··· Exercise materials ···

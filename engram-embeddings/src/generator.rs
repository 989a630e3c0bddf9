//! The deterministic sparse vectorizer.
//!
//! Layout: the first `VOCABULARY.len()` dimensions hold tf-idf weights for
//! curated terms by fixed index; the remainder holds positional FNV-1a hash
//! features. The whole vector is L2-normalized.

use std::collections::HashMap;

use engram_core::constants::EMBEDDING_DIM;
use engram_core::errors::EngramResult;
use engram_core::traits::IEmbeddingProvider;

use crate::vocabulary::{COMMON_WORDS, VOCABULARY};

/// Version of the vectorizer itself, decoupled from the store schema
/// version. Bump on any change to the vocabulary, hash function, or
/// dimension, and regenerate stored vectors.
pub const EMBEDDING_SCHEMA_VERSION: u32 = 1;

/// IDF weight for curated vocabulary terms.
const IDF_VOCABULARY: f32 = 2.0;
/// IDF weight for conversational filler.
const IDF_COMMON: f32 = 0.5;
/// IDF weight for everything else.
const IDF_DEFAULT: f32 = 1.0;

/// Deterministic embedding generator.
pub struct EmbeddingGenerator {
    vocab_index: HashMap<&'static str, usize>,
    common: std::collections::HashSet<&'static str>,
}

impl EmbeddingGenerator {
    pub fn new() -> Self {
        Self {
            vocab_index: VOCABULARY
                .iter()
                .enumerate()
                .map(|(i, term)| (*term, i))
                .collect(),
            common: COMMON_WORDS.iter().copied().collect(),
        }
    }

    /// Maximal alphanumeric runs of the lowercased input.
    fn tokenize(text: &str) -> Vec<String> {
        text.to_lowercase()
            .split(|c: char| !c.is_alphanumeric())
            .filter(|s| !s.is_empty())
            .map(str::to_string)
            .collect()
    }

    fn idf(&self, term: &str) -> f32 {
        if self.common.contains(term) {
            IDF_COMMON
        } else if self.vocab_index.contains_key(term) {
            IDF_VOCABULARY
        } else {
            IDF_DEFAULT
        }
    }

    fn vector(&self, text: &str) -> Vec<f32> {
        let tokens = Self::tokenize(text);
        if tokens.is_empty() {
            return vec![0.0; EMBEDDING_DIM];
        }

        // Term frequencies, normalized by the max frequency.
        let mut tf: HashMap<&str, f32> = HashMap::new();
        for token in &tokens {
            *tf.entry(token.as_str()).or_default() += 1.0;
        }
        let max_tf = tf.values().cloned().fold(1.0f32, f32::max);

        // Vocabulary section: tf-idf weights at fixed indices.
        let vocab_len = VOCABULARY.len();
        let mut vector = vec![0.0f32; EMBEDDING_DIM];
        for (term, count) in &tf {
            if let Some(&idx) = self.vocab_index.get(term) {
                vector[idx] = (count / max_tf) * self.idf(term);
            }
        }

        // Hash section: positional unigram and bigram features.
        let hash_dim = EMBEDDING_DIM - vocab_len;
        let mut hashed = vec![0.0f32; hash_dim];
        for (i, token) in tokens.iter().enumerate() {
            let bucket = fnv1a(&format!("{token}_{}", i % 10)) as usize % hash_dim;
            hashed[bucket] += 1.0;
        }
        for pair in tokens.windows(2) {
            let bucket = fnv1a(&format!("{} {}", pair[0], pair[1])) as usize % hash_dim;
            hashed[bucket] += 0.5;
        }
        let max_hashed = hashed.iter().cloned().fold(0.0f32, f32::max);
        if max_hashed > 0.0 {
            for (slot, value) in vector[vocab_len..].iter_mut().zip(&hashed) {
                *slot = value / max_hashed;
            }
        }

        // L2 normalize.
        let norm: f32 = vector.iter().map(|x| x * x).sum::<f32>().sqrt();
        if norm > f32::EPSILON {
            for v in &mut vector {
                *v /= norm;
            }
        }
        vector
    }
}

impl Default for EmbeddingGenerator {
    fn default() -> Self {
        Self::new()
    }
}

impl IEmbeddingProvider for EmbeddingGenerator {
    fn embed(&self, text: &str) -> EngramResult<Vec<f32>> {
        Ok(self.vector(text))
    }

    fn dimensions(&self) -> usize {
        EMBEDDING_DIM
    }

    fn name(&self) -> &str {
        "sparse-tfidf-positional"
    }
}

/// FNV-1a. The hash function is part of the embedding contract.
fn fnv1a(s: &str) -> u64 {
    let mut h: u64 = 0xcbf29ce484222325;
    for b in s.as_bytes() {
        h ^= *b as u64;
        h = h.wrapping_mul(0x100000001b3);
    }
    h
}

···

Collect every line with the string "tokenize" from the records, and copy each.

    fn tokenize(text: &str) -> Vec<String> {
        let tokens = Self::tokenize(text);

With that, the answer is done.